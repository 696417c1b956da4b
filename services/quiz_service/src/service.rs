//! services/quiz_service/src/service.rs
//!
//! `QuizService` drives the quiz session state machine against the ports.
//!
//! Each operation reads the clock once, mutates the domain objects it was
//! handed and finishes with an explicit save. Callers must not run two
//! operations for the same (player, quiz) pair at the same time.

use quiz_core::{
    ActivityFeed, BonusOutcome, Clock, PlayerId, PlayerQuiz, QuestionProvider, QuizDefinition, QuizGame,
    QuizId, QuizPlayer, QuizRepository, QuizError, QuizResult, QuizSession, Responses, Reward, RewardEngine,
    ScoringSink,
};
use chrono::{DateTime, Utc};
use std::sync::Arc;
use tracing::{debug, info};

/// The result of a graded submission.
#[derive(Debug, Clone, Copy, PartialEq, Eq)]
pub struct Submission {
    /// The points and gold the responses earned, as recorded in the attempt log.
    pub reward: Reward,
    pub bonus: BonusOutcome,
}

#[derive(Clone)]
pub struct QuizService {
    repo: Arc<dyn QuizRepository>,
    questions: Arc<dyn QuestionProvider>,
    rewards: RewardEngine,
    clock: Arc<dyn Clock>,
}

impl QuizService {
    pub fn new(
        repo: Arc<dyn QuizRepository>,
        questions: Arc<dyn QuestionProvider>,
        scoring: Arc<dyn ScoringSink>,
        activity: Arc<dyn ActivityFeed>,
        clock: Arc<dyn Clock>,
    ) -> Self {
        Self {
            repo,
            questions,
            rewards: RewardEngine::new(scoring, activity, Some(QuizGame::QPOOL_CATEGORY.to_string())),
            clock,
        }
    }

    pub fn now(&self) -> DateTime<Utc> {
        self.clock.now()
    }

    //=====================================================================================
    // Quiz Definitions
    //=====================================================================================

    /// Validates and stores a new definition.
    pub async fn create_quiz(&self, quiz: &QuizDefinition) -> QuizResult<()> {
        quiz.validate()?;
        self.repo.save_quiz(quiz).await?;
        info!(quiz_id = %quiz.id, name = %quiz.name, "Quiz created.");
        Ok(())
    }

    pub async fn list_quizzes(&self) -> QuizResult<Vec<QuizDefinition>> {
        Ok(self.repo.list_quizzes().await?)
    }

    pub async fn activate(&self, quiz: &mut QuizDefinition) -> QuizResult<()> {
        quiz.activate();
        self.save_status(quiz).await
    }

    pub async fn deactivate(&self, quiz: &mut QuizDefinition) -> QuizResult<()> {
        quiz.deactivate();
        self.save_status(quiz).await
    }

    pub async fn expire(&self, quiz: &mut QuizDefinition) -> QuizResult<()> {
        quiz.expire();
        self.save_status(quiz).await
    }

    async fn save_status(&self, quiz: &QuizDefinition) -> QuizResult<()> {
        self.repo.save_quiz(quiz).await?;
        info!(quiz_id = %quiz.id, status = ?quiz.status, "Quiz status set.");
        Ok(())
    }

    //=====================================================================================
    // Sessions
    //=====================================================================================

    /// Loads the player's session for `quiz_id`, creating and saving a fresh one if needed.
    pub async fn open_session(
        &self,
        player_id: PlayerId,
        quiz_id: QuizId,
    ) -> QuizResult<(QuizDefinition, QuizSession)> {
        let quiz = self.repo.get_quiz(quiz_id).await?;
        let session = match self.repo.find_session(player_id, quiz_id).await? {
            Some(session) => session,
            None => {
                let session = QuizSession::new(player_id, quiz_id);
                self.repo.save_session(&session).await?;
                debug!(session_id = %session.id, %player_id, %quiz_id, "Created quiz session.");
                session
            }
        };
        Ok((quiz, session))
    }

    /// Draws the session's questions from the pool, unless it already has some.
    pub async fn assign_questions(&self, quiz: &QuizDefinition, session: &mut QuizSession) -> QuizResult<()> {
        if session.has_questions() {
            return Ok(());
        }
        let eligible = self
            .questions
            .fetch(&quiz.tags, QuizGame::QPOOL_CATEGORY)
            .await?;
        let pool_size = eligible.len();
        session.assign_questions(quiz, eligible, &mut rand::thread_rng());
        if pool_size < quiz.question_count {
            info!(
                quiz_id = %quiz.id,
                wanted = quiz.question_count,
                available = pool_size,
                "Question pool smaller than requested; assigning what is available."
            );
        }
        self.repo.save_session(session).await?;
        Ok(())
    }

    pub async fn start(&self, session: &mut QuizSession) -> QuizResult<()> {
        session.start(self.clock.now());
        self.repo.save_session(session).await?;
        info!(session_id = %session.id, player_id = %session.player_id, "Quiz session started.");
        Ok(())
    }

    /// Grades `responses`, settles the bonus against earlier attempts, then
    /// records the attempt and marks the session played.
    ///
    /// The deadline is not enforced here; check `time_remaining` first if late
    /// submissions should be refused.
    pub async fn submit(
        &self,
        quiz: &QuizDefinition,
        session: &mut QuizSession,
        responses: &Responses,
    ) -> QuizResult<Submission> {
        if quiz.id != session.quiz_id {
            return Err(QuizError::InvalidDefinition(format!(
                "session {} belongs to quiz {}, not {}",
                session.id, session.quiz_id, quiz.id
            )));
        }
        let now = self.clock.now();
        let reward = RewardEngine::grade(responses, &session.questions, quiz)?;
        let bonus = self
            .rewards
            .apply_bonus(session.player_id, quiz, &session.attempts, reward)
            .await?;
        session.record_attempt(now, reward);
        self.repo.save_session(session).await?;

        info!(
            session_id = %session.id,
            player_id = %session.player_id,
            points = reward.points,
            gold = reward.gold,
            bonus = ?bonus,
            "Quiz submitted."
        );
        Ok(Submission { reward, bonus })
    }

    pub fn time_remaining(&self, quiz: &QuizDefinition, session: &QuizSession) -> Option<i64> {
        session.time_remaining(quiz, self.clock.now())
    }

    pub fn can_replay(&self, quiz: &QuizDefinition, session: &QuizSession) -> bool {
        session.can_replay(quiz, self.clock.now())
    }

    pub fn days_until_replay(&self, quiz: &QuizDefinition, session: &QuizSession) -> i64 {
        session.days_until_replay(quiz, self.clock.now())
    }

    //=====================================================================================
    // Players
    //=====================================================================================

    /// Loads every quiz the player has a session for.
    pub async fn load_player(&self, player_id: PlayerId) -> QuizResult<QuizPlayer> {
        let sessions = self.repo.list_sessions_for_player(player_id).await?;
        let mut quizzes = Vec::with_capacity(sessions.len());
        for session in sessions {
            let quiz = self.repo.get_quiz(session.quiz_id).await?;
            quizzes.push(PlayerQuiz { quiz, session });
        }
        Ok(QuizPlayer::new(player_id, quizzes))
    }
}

== == ==

(EXERCISE INSTRUCTIONS) Your task is to collect every line above that contains the word "RewardEngine".

(RESPONSE)
    QuizId, QuizPlayer, QuizRepository, QuizError, QuizResult, QuizSession, Responses, Reward, RewardEngine,
    rewards: RewardEngine,
            rewards: RewardEngine::new(scoring, activity, Some(QuizGame::QPOOL_CATEGORY.to_string())),
        let reward = RewardEngine::grade(responses, &session.questions, quiz)?;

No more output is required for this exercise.